To the class of 2010 – we are all achievers!
As a fellow matriculant, I would like to dedicate this letter to all the 2010 matriculants. We prepared for our matric year from the minute we learned to read and write and suddenly those scary exams were just around the corner! Let us not forget that there is no failure in not doing well, but there is failure in not having tried. The year 2010 was full of distractions for us, but we learnt to toughen up a bit. We had been running the race together until the time arrived to reach the finishing line.
We don't want to be remembered for our good results, but for the race we ran in 2010 – it's not about winning the race, but about how we ran the race. For those who didn't make the grade, just remember that you are not a loser – we are all achievers for having reached matric. For that let us be our own cheerleaders even if we feel the world has neglected us!
- Archibald Rooi , Klerksdorp, Gauteng
Lead by example
Mothers and fathers should lead their children by example. Children look up to them and often follow in their footsteps. Therefore parents should display positive, good and motivational behaviour and set the right example. By being good examples, parents can help combat problems like crime, domestic violence and abuse. No one is born a thief, an abuser, a highjacker or a doctor. Like father like son, an abusive man or a drinking father can transfer his bad habits to his young sons. So, I beg the readers of Vuk'uzenzele to lead by example.
– Z.D. Ndlovu, Ebusi Village, KwaZulu-Natalt
The failure rate at schools keep on increasing and when students and learners are asked why they fail, they say that teachers are not doing their jobs, while knowing that they are not doing their own duty by studying at home. They don't want to focus on their school work at home for just 30 minutes a day, but when it comes to entertainment and relationships, 30 minutes a day is not enough.
Blaming teachers for failure and not taking responsibility for their own bad performance leads to more learners not matriculating. Be careful of the impact of things that you spend most of your time doing, whether they are positive or negative.
– Khamadi Joseph, Allanridge, Free State
Don't live to regret
American R&B singer, Mary J Blige, once said that education was the bridge to life. It is very true, but we, the youth of today, don't always realise this until we reach the stage when we have to stand up for ourselves. Some of us don't finish matric and end up having no option in life, only regrets and blame. I'm an example of this. I played at school, disrespecting my teachers and forgetting that my own future was the one I was playing with, not my teachers'. It is said that whatever you do will affect you for the rest of your life. Don't forget this, so you won't live with regrets.
– Phahlane Gadifele, Ga-Rakgoadi, Limpopo
Change bad habits
Habits uncorrected are habits repeated and habits repeated are results repeated. You cannot expect different results if you don't change the way of doing things – it would be insane. If you keep on doing the same thing in the same way all the time, you will keep on producing the same results all the time. If you want to change the results you must change the habits.
– Samuel Radebe, Heilbron, Free State
Too many teen pregnancies
My heart is torn apart when I see the high rate of pregnancies in our schools. Beautiful young girls are dating much older men who are supposed to be like fathers to them. Girls are only dating them because they offer greater financial security than boys. But instead of protecting them, they infect them with diseases and cause unwanted pregnancies. This increases the already high level of school drop-outs and contributes to the many abortions that are taking place!

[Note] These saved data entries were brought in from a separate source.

// Audio error types and constants

use crate::error::ErrorCode;
use log::error;
use std::fmt;

/// Audio error code constants
///
/// Single source of truth for the numeric codes reported by the CLI.
///
/// Error code range: 1001-1006
pub struct AudioErrorCodes {}

impl AudioErrorCodes {
    /// Audio file could not be opened
    pub const OPEN_FAILED: i32 = 1001;

    /// Audio file could not be decoded
    pub const DECODE_FAILED: i32 = 1002;

    /// Sample format is not supported
    pub const UNSUPPORTED_FORMAT: i32 = 1003;

    /// Decoded signal contains no samples
    pub const EMPTY_SIGNAL: i32 = 1004;

    /// Sample rate is invalid
    pub const INVALID_SAMPLE_RATE: i32 = 1005;

    /// Output (report or rendered audio) could not be written
    pub const WRITE_FAILED: i32 = 1006;
}

/// Log an audio error with structured context
///
/// This function logs audio errors with structured fields including:
/// - error_code: Numeric error code for programmatic handling
/// - component: The component where the error occurred
/// - message: Human-readable error message
/// - context: Additional contextual information
pub fn log_audio_error(err: &AudioError, context: &str) {
    error!(
        "Audio error in {}: code={}, component=AudioLoader, message={}",
        context,
        err.code(),
        err.message()
    );
}

/// Audio-related errors
///
/// These errors cover loading, decoding and writing audio. All of them are
/// input-fatal: the CLI reports them and exits with status 1.
///
/// Error code ranges: 1001-1006
#[derive(Debug, Clone, PartialEq)]
pub enum AudioError {
    /// Failed to open the audio file
    OpenFailed { path: String, reason: String },

    /// Failed while reading/decoding samples
    DecodeFailed { path: String, reason: String },

    /// Sample format or bit depth is not supported
    UnsupportedFormat { details: String },

    /// Signal contains no samples
    EmptySignal,

    /// Sample rate must be > 0
    InvalidSampleRate { sample_rate: u32 },

    /// Failed to write output
    WriteFailed { path: String, reason: String },
}

impl ErrorCode for AudioError {
    fn code(&self) -> i32 {
        match self {
            AudioError::OpenFailed { .. } => AudioErrorCodes::OPEN_FAILED,
            AudioError::DecodeFailed { .. } => AudioErrorCodes::DECODE_FAILED,
            AudioError::UnsupportedFormat { .. } => AudioErrorCodes::UNSUPPORTED_FORMAT,
            AudioError::EmptySignal => AudioErrorCodes::EMPTY_SIGNAL,
            AudioError::InvalidSampleRate { .. } => AudioErrorCodes::INVALID_SAMPLE_RATE,
            AudioError::WriteFailed { .. } => AudioErrorCodes::WRITE_FAILED,
        }
    }

    fn message(&self) -> String {
        match self {
            AudioError::OpenFailed { path, reason } => {
                format!("Failed to open {}: {}", path, reason)
            }
            AudioError::DecodeFailed { path, reason } => {
                format!("Error reading {}: {}", path, reason)
            }
            AudioError::UnsupportedFormat { details } => {
                format!("Unsupported audio format: {}", details)
            }
            AudioError::EmptySignal => "Empty audio.".to_string(),
            AudioError::InvalidSampleRate { sample_rate } => {
                format!("Sample rate must be greater than 0 (got {})", sample_rate)
            }
            AudioError::WriteFailed { path, reason } => {
                format!("Failed to write {}: {}", path, reason)
            }
        }
    }
}

impl fmt::Display for AudioError {
    fn fmt(&self, f: &mut fmt::Formatter<'_>) -> fmt::Result {
        write!(
            f,
            "AudioError::{:?} (code {}): {}",
            self,
            self.code(),
            self.message()
        )
    }
}

impl std::error::Error for AudioError {}
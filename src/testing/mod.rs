//! Testability harness utilities.
//!
//! Deterministic onset lists and click-track fixtures shared by unit tests,
//! integration tests and the `render-click` subcommand. Nothing here touches
//! the filesystem except [`synthetic::write_click_fixture`].

pub mod synthetic;
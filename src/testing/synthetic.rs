//! Synthetic onset streams and click fixtures.
//!
//! Onset generators mirror the situations the grid engine has to tell apart:
//! a steady tempo, a tempo change, and a constant phase shift. Jitter and
//! dropouts come from a seeded `StdRng`, so every fixture is reproducible.

use rand::{rngs::StdRng, Rng, SeedableRng};
use std::path::Path;

use crate::audio::{render_click_track, write_wav, ClickPattern};
use crate::error::AudioError;

/// Onsets at `start + i·60/bpm` for `i in 0..count`
pub fn steady_onsets(bpm: f64, start: f64, count: usize) -> Vec<f64> {
    let interval = 60.0 / bpm;
    (0..count).map(|i| start + i as f64 * interval).collect()
}

/// Steady `bpm_before` from 0 up to and including `change_at`, then
/// `bpm_after` (accumulated from the last beat) until `duration`
pub fn tempo_change_onsets(bpm_before: f64, bpm_after: f64, change_at: f64, duration: f64) -> Vec<f64> {
    let before = 60.0 / bpm_before;
    let after = 60.0 / bpm_after;

    let mut onsets: Vec<f64> = (0..)
        .map(|i| i as f64 * before)
        .take_while(|&t| t <= change_at)
        .collect();

    let mut t = onsets.last().copied().unwrap_or(0.0);
    loop {
        t += after;
        if t >= duration {
            break;
        }
        onsets.push(t);
    }
    onsets
}

/// Steady onsets where every beat from `from_beat` on lands `shift_s` late
pub fn shifted_onsets(bpm: f64, shift_s: f64, from_beat: usize, count: usize) -> Vec<f64> {
    let interval = 60.0 / bpm;
    (0..count)
        .map(|i| {
            let t = i as f64 * interval;
            if i >= from_beat {
                t + shift_s
            } else {
                t
            }
        })
        .collect()
}

/// Add uniform jitter in `[-max_jitter_s, max_jitter_s]` to every onset
pub fn jitter(onsets: &[f64], max_jitter_s: f64, seed: u64) -> Vec<f64> {
    let mut rng = StdRng::seed_from_u64(seed);
    onsets
        .iter()
        .map(|&t| {
            if max_jitter_s > 0.0 {
                t + rng.gen_range(-max_jitter_s..=max_jitter_s)
            } else {
                t
            }
        })
        .collect()
}

/// Randomly drop onsets, keeping each with probability `keep`
pub fn drop_onsets(onsets: &[f64], keep: f64, seed: u64) -> Vec<f64> {
    let mut rng = StdRng::seed_from_u64(seed);
    let keep = keep.clamp(0.0, 1.0);
    onsets
        .iter()
        .copied()
        .filter(|_| rng.gen_bool(keep))
        .collect()
}

/// Render a click track and write it as a 16-bit WAV
pub fn write_click_fixture<P: AsRef<Path>>(
    path: P,
    pattern: &ClickPattern,
    duration: f64,
    sample_rate: u32,
) -> Result<(), AudioError> {
    let samples = render_click_track(pattern, duration, sample_rate);
    write_wav(path, &samples, sample_rate)
}

#[cfg(test)]
mod tests {
    use super::*;

    #[test]
    fn test_steady_onsets() {
        assert_eq!(steady_onsets(120.0, 0.25, 4), vec![0.25, 0.75, 1.25, 1.75]);
    }

    #[test]
    fn test_tempo_change_onsets() {
        let onsets = tempo_change_onsets(120.0, 60.0, 1.0, 4.0);
        assert_eq!(onsets, vec![0.0, 0.5, 1.0, 2.0, 3.0]);
    }

    #[test]
    fn test_shifted_onsets() {
        let onsets = shifted_onsets(120.0, 0.03, 2, 4);
        assert_eq!(onsets[..2], [0.0, 0.5]);
        assert!((onsets[2] - 1.03).abs() < 1e-12);
        assert!((onsets[3] - 1.53).abs() < 1e-12);
    }

    #[test]
    fn test_jitter_is_bounded_and_seeded() {
        let base = steady_onsets(120.0, 1.0, 50);
        let a = jitter(&base, 0.005, 7);
        let b = jitter(&base, 0.005, 7);
        assert_eq!(a, b);
        assert!(a.iter().zip(&base).all(|(j, t)| (j - t).abs() <= 0.005));
        assert_ne!(a, jitter(&base, 0.005, 8));
    }

    #[test]
    fn test_drop_onsets_keeps_order() {
        let base = steady_onsets(120.0, 0.0, 200);
        let kept = drop_onsets(&base, 0.8, 3);
        assert!(kept.len() < base.len());
        assert!(kept.len() > 100);
        assert!(kept.windows(2).all(|w| w[1] > w[0]));
        assert_eq!(drop_onsets(&base, 1.0, 3), base);
    }
}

– Mokhabuki Godwin, Tzaneen, Limpopo
Your letter is relevant to the issues discussed in our health feature.
Set realistic goals
During the first few months of the new year we often make new year's resolutions. Making plans to improve your life is a great thing to do, but it's pretty useless if you don't see them through. It's no use setting goals that are impossible to achieve, like being the boss of your company while you're still in a junior position now. Make realistic goals, be clear about what you want to achieve and believe that you can do it.
– Rebecca Kanyane Letshedi, Ga-Marishane, Limpopo
Farmers do a great job
I would like to encourage and convey my compliments to the people who are working on the farms. Those people are doing a great job. They are the pillar of the nation. Some have gained many years of experience on farms. But unfortunately they often think they will be better off if they leave farms and move to Johannesburg to work on the mines. People must stop thinking about Johannesburg or mines. We should rather shift our mindsets to make things happen for ourselves – Vuk'uzenzele!
–Zoyisile Nicholas Mavumengwana, Sandhills, Western Cape
See main feature on page 30.
The best thing ever
Vuk'uzenzele is the best thing ever and I feel it has to be praised. It has changed our lives and has made us proud to be South Africans! You have helped many jobless people to put bread on the table by introducing the opportunities that government offers. It has made it possible for boys and girls to further their studies by introducing bursary and loan schemes; small businessmen are happy to see their businesses grow because the magazine introduced agenices that provide training. You are a mother to the nation. Keep on doing a good job.